I thought about building a HD chain case that would put the output drive line about a foot higher than the pto in the front then just use a driveline with a very long slip joint off the case to drive the blower.  

I did wonder how bad the vibration of the case and drive would be though.


----------



## mtmogs

Right, that's what I was driving at. The hydraulics let you put the blower wherever you want. Heck, mount one on the end of a knuckle crane or a boom mower and do your roof!



northeastheavy said:


> I think Mtmogs idea of converting a 3-pt hitch blower to hydraulic is real good!!!  Now just have to take the neck twisting problem out of the picture!!!y(which is why the 3-pt hitch blowers are so cheap). How about mounting a rear 3pt hitch blower to the front of the tractor like a plow setup or as a quick attach on a front end loader????  On a front end loader a blower could go up real high drifts!!!  Would definately need a good size 4x4 tractor.


----------



## northeastheavy

Seems like fit a plow frame with a rear blower and mount it on front of a 4x4 tractor and you just need the hydraulics!!!!  Doesen't seem to hard, but I have never seen anyone do that???????


----------



## Trakternut

Skidsteers use this idea for the snowblowers that they use.  Blower mounts to the quick tach system, hydraulics run the blower.  Gotta have a high output pump on the machine to run the blower.
Same can be done with a tractor.  You'll need to find out how many GPM the orbit motor running the blower needs and be sure the tractors hydraulics can handle the demand.


----------



## 300 H and H

But you will loose quite a bit of HP in the process....

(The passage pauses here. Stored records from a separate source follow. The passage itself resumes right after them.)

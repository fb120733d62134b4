/*
 * Copyright (c) 2026. Mikhail Kulik.
 *
 * Licensed under the Apache License, Version 2.0 (the "License");
 * you may not use this file except in compliance with the License.
 * You may obtain a copy of the License at
 *
 *     http://www.apache.org/licenses/LICENSE-2.0
 *
 * Unless required by applicable law or agreed to in writing, software
 * distributed under the License is distributed on an "AS IS" BASIS,
 * WITHOUT WARRANTIES OR CONDITIONS OF ANY KIND, either express or implied.
 * See the License for the specific language governing permissions and
 * limitations under the License.
 */

use super::*;
use ast::{Declaration, StmtKind};

use super::binop::compound_operator;

impl<'r, I: Iterator<Item = SpannedToken>> Parser<'r, I> {
    pub(crate) fn next_statement(&mut self) -> ParseResult<Stmt> {
        match self.peek_token() {
            Token::OpenCurly => Ok(Stmt::block(self.next_statement_block()?)),
            Token::If => self.next_if_statement(),
            Token::For => self.next_for_statement(),
            Token::Do => self.next_do_while_statement(),
            Token::While => self.next_while_statement(),
            Token::Func => self.next_function_declaration(),
            Token::Break => {
                let span = self.advance();
                let span = self.eat_into(span, Token::Semicolon);
                Ok(Stmt::new(StmtKind::Break, span))
            }
            Token::Yield => {
                let (value, span) = self.next_optional_value()?;
                Ok(Stmt::new(StmtKind::Yield(value), span))
            }
            Token::Return => {
                let (value, span) = self.next_optional_value()?;
                Ok(Stmt::new(StmtKind::Return(value), span))
            }
            _ if self.next_is_typename() || self.next_starts_expression() => {
                let stmt = self.next_simple_statement()?;
                let span = self.eat_into(stmt.span, Token::Semicolon);
                Ok(Stmt { span, ..stmt })
            }
            other => {
                let span = self.peek_span();
                self.diagnostics.add(
                    span,
                    format!("Expected expression, but found \"{}\"", other.describe()),
                );
                self.advance();
                Err(Aborted)
            }
        }
    }

    /// Declaration, assignment, compound assignment or bare expression,
    /// without the terminating `;`.
    pub(crate) fn next_simple_statement(&mut self) -> ParseResult<Stmt> {
        if self.next_is_typename() {
            let declaration = self.next_declaration()?;
            return Ok(Stmt::declaration(declaration));
        }

        if !self.next_is(Token::Identifier) {
            let expr = self.next_expression()?;
            return Ok(Stmt::expr(expr));
        }

        let span = self.advance();
        let name = self.last_text().to_string();

        if self.next_is(Token::Equals) {
            self.advance();
            let rhs = self.next_expression()?;
            let span = span.extend(rhs.span);
            return Ok(Stmt::new(StmtKind::Assignment { lhs: name, rhs }, span));
        }

        if let Some(op) = compound_operator(self.peek_token()) {
            self.advance();
            let rhs = self.next_expression()?;
            let span = span.extend(rhs.span);
            return Ok(Stmt::new(
                StmtKind::CompoundAssignment { lhs: name, op, rhs },
                span,
            ));
        }

        let primary = self.identifier_tail(name, span)?;
        let expr = self.expression_tail(primary)?;
        Ok(Stmt::expr(expr))
    }

    /// `type[ [] ] name = initializer`
    fn next_declaration(&mut self) -> ParseResult<Declaration> {
        let (type_name, span) = self.next_type_name(false)?;
        let (identifier, identifier_span) = self.eat_text(Token::Identifier)?;
        self.eat(Token::Equals);
        let initializer = self.next_expression()?;

        if self.names.is_terminal_output_var(&identifier) {
            return self.error(span.extend(identifier_span), "Cannot overwrite system variable");
        }

        let span = span.extend(initializer.span);
        Ok(Declaration::new(identifier, type_name, initializer, span))
    }

    /// `return`/`yield` with an optional value, through the `;`.
    fn next_optional_value(&mut self) -> ParseResult<(Option<Expr>, Span)> {
        let mut span = self.advance();
        let value = if self.next_is(Token::Semicolon) {
            None
        } else {
            let value = self.next_expression()?;
            span = span.extend(value.span);
            Some(value)
        };
        let span = self.eat_into(span, Token::Semicolon);
        Ok((value, span))
    }

    // --- Compound statements ---

    /// `if (c) stmt [elif (c) stmt]* [else stmt]`
    fn next_if_statement(&mut self) -> ParseResult<Stmt> {
        let token = self.peek_token();
        if token != Token::If && token != Token::Elif {
            let span = self.peek_span();
            return self.error(
                span,
                format!("Expected if or elif, instead got {}", token.describe()),
            );
        }

        let mut span = self.advance();
        self.eat(Token::OpenParen);
        let condition = self.next_expression()?;
        self.eat(Token::CloseParen);
        let then = self.next_statement()?;
        span = span.extend(then.span);

        let otherwise = match self.peek_token() {
            Token::Elif => Some(self.next_if_statement()?),
            Token::Else => {
                self.advance();
                Some(self.next_statement()?)
            }
            _ => None,
        };
        if let Some(otherwise) = &otherwise {
            span = span.extend(otherwise.span);
        }

        Ok(Stmt::new(
            StmtKind::If {
                condition,
                then: Box::new(then),
                otherwise: otherwise.map(Box::new),
            },
            span,
        ))
    }

    /// `for ([setup]; [condition]; [update]) body`
    fn next_for_statement(&mut self) -> ParseResult<Stmt> {
        let span = self.advance();
        self.eat(Token::OpenParen);

        let setup = if self.next_is(Token::Semicolon) {
            None
        } else {
            Some(Box::new(self.next_simple_statement()?))
        };
        self.eat(Token::Semicolon);

        let condition = if self.next_is(Token::Semicolon) {
            None
        } else {
            Some(self.next_expression()?)
        };
        self.eat(Token::Semicolon);

        let update = if self.next_is(Token::CloseParen) {
            None
        } else {
            Some(Box::new(self.next_simple_statement()?))
        };
        self.eat(Token::CloseParen);

        let body = self.next_statement()?;
        let span = span.extend(body.span);
        Ok(Stmt::new(
            StmtKind::For {
                setup,
                condition,
                condition_prelude: Vec::new(),
                update,
                body: Box::new(body),
            },
            span,
        ))
    }

    /// `while (condition) body`
    fn next_while_statement(&mut self) -> ParseResult<Stmt> {
        let span = self.advance();
        self.eat(Token::OpenParen);
        let condition = self.next_expression()?;
        self.eat(Token::CloseParen);
        let body = self.next_statement()?;
        let span = span.extend(body.span);
        Ok(Stmt::new(
            StmtKind::While {
                condition,
                condition_prelude: Vec::new(),
                body: Box::new(body),
            },
            span,
        ))
    }

    /// `do body while (condition);`
    fn next_do_while_statement(&mut self) -> ParseResult<Stmt> {
        let span = self.advance();
        let body = self.next_statement()?;
        self.eat(Token::While);
        self.eat(Token::OpenParen);
        let condition = self.next_expression()?;
        let span = self.eat_into(span.extend(condition.span), Token::CloseParen);
        let span = self.eat_into(span, Token::Semicolon);
        Ok(Stmt::new(
            StmtKind::DoWhile {
                body: Box::new(body),
                condition,
                condition_prelude: Vec::new(),
            },
            span,
        ))
    }

    /// `func name(type arg, ...) -> type { body }`
    fn next_function_declaration(&mut self) -> ParseResult<Stmt> {
        let span = self.advance();
        let (name, _) = self.eat_text(Token::Identifier)?;
        self.eat(Token::OpenParen);
        let arguments = self.next_argument_definition_list()?;
        self.eat(Token::CloseParen);
        self.eat(Token::Arrow);
        let (return_type, _) = self.next_type_name(true)?;
        let body = self.next_statement_block()?;
        let span = span.extend(body.span);
        Ok(Stmt::new(
            StmtKind::FunctionDeclaration {
                name,
                arguments,
                return_type,
                body,
            },
            span,
        ))
    }

    /// `type name, type name, ...` up to (not including) `)`.
    fn next_argument_definition_list(&mut self) -> ParseResult<Vec<Declaration>> {
        let mut arguments = Vec::new();
        if self.next_is(Token::CloseParen) {
            return Ok(arguments);
        }
        loop {
            let (type_name, span) = self.next_type_name(false)?;
            let (identifier, identifier_span) = self.eat_text(Token::Identifier)?;
            let span = span.extend(identifier_span);

            if self.names.is_terminal_output_var(&identifier) {
                return self.error(span, "Cannot overwrite system variable");
            }

            arguments.push(Declaration::function_arg(identifier, type_name, span));

            if !self.next_is(Token::Comma) {
                break;
            }
            self.advance();
        }
        Ok(arguments)
    }
}
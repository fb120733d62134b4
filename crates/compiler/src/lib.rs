/*
 * Copyright (c) 2026. Mikhail Kulik.
 *
 * Licensed under the Apache License, Version 2.0 (the "License");
 * you may not use this file except in compliance with the License.
 * You may obtain a copy of the License at
 *
 *     http://www.apache.org/licenses/LICENSE-2.0
 *
 * Unless required by applicable law or agreed to in writing, software
 * distributed under the License is distributed on an "AS IS" BASIS,
 * WITHOUT WARRANTIES OR CONDITIONS OF ANY KIND, either express or implied.
 * See the License for the specific language governing permissions and
 * limitations under the License.
 */


pub mod error;
pub mod options;
pub mod resolver;
pub mod rewriter;

#[cfg(test)]
mod tests;

pub use error::{Error, Result};
pub use options::{CompileOptions, ResolverOptions, DEFAULT_MAX_PASSES, TERMINAL_OUTPUT_TYPE};
pub use resolver::{Resolver, VariableContainer};
pub use rewriter::{RewriteResult, Rewriter};

use ast::{DiagnosticContainer, StatementBlock};
use parser::Parser;

/// How far a script has been taken through the front end.
#[derive(Debug, Clone, Copy, PartialEq, Eq, PartialOrd, Ord)]
pub enum Stage {
    Empty,
    Parsed,
    Rewritten,
    Resolved,
}

/// Owns one script's tree as it moves through parse → rewrite → resolve.
///
/// The phases always run in that order; calling a later phase runs any
/// earlier one that is still missing. Diagnostics from every phase accumulate
/// in one container.
pub struct Ast {
    options: CompileOptions,
    root: Option<StatementBlock>,
    diagnostics: DiagnosticContainer,
    syntax_errors: usize,
    stage: Stage,
    valid: bool,
}

impl Ast {
    pub fn new(options: CompileOptions) -> Self {
        Self {
            options,
            root: None,
            diagnostics: DiagnosticContainer::new(),
            syntax_errors: 0,
            stage: Stage::Empty,
            valid: false,
        }
    }

    /// Parses `source`, replacing any previous tree. Returns whether a tree
    /// was produced.
    pub fn generate(&mut self, source: &str) -> bool {
        self.destroy();

        let mut parser = Parser::from_source(source, &self.options.reserved);
        let root = parser.parse();
        let diagnostics = parser.into_diagnostics();

        self.syntax_errors = diagnostics.len();
        self.diagnostics = diagnostics;
        self.valid = root.is_some();
        self.root = root;
        self.stage = Stage::Parsed;

        tracing::debug!(
            valid = self.valid,
            diagnostics = self.syntax_errors,
            "generated ast"
        );
        self.valid
    }

    /// Flattens nested expressions into temporaries.
    pub fn rewrite(&mut self) {
        if self.stage >= Stage::Rewritten {
            return;
        }
        if let Some(root) = self.root.as_mut() {
            let mut rewriter = Rewriter::new();
            rewriter.rewrite_block(root);
            tracing::debug!(temporaries = rewriter.temp_count(), "rewrote compound statements");
        }
        self.stage = Stage::Rewritten;
    }

    /// Assigns types to every expression. Rewrites first if needed.
    pub fn resolve(&mut self) {
        if self.stage >= Stage::Resolved {
            return;
        }
        self.rewrite();
        if let Some(root) = self.root.as_mut() {
            let outputs = self
                .options
                .reserved
                .iter()
                .map(|name| (name, TERMINAL_OUTPUT_TYPE));
            let resolver = Resolver::new(self.options.resolver.clone()).with_globals(outputs);
            let found = resolver.resolve(root);
            self.diagnostics.extend(found);
        }
        self.stage = Stage::Resolved;
    }

    /// Runs every phase and hands back the tree for the backend, refusing it
    /// when any diagnostic was recorded.
    pub fn compile(&mut self, source: &str) -> Result<&StatementBlock> {
        if !self.generate(source) || self.syntax_errors > 0 {
            return Err(Error::Syntax(self.diagnostics.diagnostics().to_vec()));
        }
        self.resolve();
        if !self.diagnostics.is_empty() {
            return Err(Error::Semantic(self.diagnostics.diagnostics().to_vec()));
        }
        match self.root.as_ref() {
            Some(root) => Ok(root),
            None => Err(Error::Syntax(Vec::new())),
        }
    }

    /// Drops the tree and all diagnostics.
    pub fn destroy(&mut self) {
        self.root = None;
        self.diagnostics = DiagnosticContainer::new();
        self.syntax_errors = 0;
        self.stage = Stage::Empty;
        self.valid = false;
    }

    pub fn root(&self) -> Option<&StatementBlock> {
        self.root.as_ref()
    }

    pub fn diagnostics(&self) -> &DiagnosticContainer {
        &self.diagnostics
    }

    pub fn is_valid(&self) -> bool {
        self.valid
    }

    pub fn stage(&self) -> Stage {
        self.stage
    }

    pub fn options(&self) -> &CompileOptions {
        &self.options
    }
}

impl Default for Ast {
    fn default() -> Self {
        Self::new(CompileOptions::default())
    }
}
/*
 * Copyright (c) 2026. Mikhail Kulik.
 *
 * Licensed under the Apache License, Version 2.0 (the "License");
 * you may not use this file except in compliance with the License.
 * You may obtain a copy of the License at
 *
 *     http://www.apache.org/licenses/LICENSE-2.0
 *
 * Unless required by applicable law or agreed to in writing, software
 * distributed under the License is distributed on an "AS IS" BASIS,
 * WITHOUT WARRANTIES OR CONDITIONS OF ANY KIND, either express or implied.
 * See the License for the specific language governing permissions and
 * limitations under the License.
 */

#[derive(Debug, Clone, Copy, PartialEq, Eq, Hash)]
pub enum UnaryOperator {
    Negate,
    Not,
    BinInvert,
}

impl UnaryOperator {
    pub fn as_str(self) -> &'static str {
        match self {
            UnaryOperator::Negate => "-",
            UnaryOperator::Not => "!",
            UnaryOperator::BinInvert => "~",
        }
    }
}

/// Binary operators that appear inside expressions. Compound assignments
/// (`+=` and friends) are not operators here: `CompoundAssignment` stores the
/// plain operator it applies.
#[derive(Debug, Clone, Copy, PartialEq, Eq, Hash)]
pub enum BinaryOperator {
    Add,
    Sub,
    Mul,
    Div,
    Mod,
    BinAnd,
    BinOr,
    BinXor,
    EqualTest,
    NotEqualTest,
    GreaterTest,
    GreaterEqualTest,
    LessTest,
    LessEqualTest,
    BooleanAnd,
    BooleanOr,
}

impl BinaryOperator {
    /// Comparisons and logical connectives always produce `bool`.
    pub fn is_test(self) -> bool {
        matches!(
            self,
            BinaryOperator::EqualTest
                | BinaryOperator::NotEqualTest
                | BinaryOperator::GreaterTest
                | BinaryOperator::GreaterEqualTest
                | BinaryOperator::LessTest
                | BinaryOperator::LessEqualTest
                | BinaryOperator::BooleanAnd
                | BinaryOperator::BooleanOr
        )
    }

    /// Operators that have a `op=` compound form.
    pub fn has_compound_form(self) -> bool {
        matches!(
            self,
            BinaryOperator::Add
                | BinaryOperator::Sub
                | BinaryOperator::Mul
                | BinaryOperator::Div
                | BinaryOperator::Mod
                | BinaryOperator::BinAnd
                | BinaryOperator::BinOr
                | BinaryOperator::BinXor
        )
    }

    pub fn as_str(self) -> &'static str {
        match self {
            BinaryOperator::Add => "+",
            BinaryOperator::Sub => "-",
            BinaryOperator::Mul => "*",
            BinaryOperator::Div => "/",
            BinaryOperator::Mod => "%",
            BinaryOperator::BinAnd => "&",
            BinaryOperator::BinOr => "|",
            BinaryOperator::BinXor => "^",
            BinaryOperator::EqualTest => "==",
            BinaryOperator::NotEqualTest => "!=",
            BinaryOperator::GreaterTest => ">",
            BinaryOperator::GreaterEqualTest => ">=",
            BinaryOperator::LessTest => "<",
            BinaryOperator::LessEqualTest => "<=",
            BinaryOperator::BooleanAnd => "&&",
            BinaryOperator::BooleanOr => "||",
        }
    }
}
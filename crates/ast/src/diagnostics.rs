/*
 * Copyright (c) 2026. Mikhail Kulik.
 *
 * Licensed under the Apache License, Version 2.0 (the "License");
 * you may not use this file except in compliance with the License.
 * You may obtain a copy of the License at
 *
 *     http://www.apache.org/licenses/LICENSE-2.0
 *
 * Unless required by applicable law or agreed to in writing, software
 * distributed under the License is distributed on an "AS IS" BASIS,
 * WITHOUT WARRANTIES OR CONDITIONS OF ANY KIND, either express or implied.
 * See the License for the specific language governing permissions and
 * limitations under the License.
 */

use crate::span::Span;

/// A single problem found while parsing or resolving, anchored to source.
#[derive(Debug, Clone, PartialEq, Eq, thiserror::Error)]
#[error("{span}: {message}")]
pub struct Diagnostic {
    pub span: Span,
    pub message: String,
}

impl Diagnostic {
    pub fn new(span: Span, message: impl Into<String>) -> Self {
        Self {
            span,
            message: message.into(),
        }
    }
}

/// Ordered sink for diagnostics. Recording never fails and never stops the
/// pass that is recording.
#[derive(Debug, Clone, Default)]
pub struct DiagnosticContainer {
    diagnostics: Vec<Diagnostic>,
}

impl DiagnosticContainer {
    pub fn new() -> Self {
        Self::default()
    }

    pub fn add(&mut self, span: Span, message: impl Into<String>) {
        self.diagnostics.push(Diagnostic::new(span, message));
    }

    pub fn extend(&mut self, other: DiagnosticContainer) {
        self.diagnostics.extend(other.diagnostics);
    }

    pub fn is_empty(&self) -> bool {
        self.diagnostics.is_empty()
    }

    pub fn len(&self) -> usize {
        self.diagnostics.len()
    }

    pub fn iter(&self) -> impl Iterator<Item = &Diagnostic> {
        self.diagnostics.iter()
    }

    pub fn diagnostics(&self) -> &[Diagnostic] {
        &self.diagnostics
    }
}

If memory serves me correctly Hydorostatic drives are at best 50-60% effeicient, meaning for each ten HP you get back 5-6 hp at the the orbit or blower motor. The rest of the energy is given off as heat. Mechanical drives can be as good as 90%, but can be nearly as bad as the Hydro if the power changes directions to many times through several gear sets. Rule of thumb for gears of a 3-5% drop for each paired gear set in you drive train. Some thing to keep in mind...

Regards, Kirk


----------



## Snowtrac Nome

with hydro drive a 100 hp pump and motor hung on the 3 point in the back would be the way to go to run your blower also you would want to plumb the cab heater into your aux motor so you had good heat while inching along.that's how we did it on those old norland split packages the newer loader mount units were a cold ride when you were not on the road .


----------



## 300 H and H

So for those of you who did not know what a New Idea Uni system "mule" is....Here is mine with the newly attached snow blower....





















I will be trying it out this morning....

Regards, Kirk


----------



## northeastheavy

Great idea!!!!!!!!!!!I know of a few of those around here with onion harvesters on them!!


----------



## muleman RIP

Glad to see you got it together. Should be a handy rig and sure beats driving backwards.


----------



## snow dog

how many tons do you think she'll handle


----------



## 300 H and H

We ended up with about 10" of light fluffy low moister snow. One pass on my drive, about four in the back yard and I was done with what I could do with it here on this acerage....But I have three more to do as well. And I talked to the city manager yesterday, and offered to load dump trucks with windrowed in the center of the street snow, And haul it to the city dump area. He said he would bring it up with the city councel last night. Spent to much time this morning and last evening Snow Tracing around....

Regards, Kirk


----------



## loboloco

Hey, that's a combine with a silage blower on the front instead of out the back.  Neat idea.


----------



## 300 H and H

I wish I could claim this idea as my own, but the truth is New Idea made at least three different snow blower set ups for their mules. But trying to find one is another story. I had the pre requisite 4WD mule, as 2WD ones don't work well in snow...and the blower. Just married the two. I am sure in the future I will find out it's limits, but this fluff we just got isn't going to tax it any.

Regards, Kirk


----------



## Snowtrac Nome

that looks like a nice set up good visibility and warm cab  good job


----------



## pixie

Cool machine.... 

Looks like it will be fun


----------



## 300 H and H

Well, then I have some changes to make, but just a couple. First the skids on each end are to high, nearly the same height as the cutting edge. It wants to pick up loose rocks pretty bad. Need to figure out how to get the spout to turn more, as of now to go left, you have to unpin the cylinder and repin in the new position. 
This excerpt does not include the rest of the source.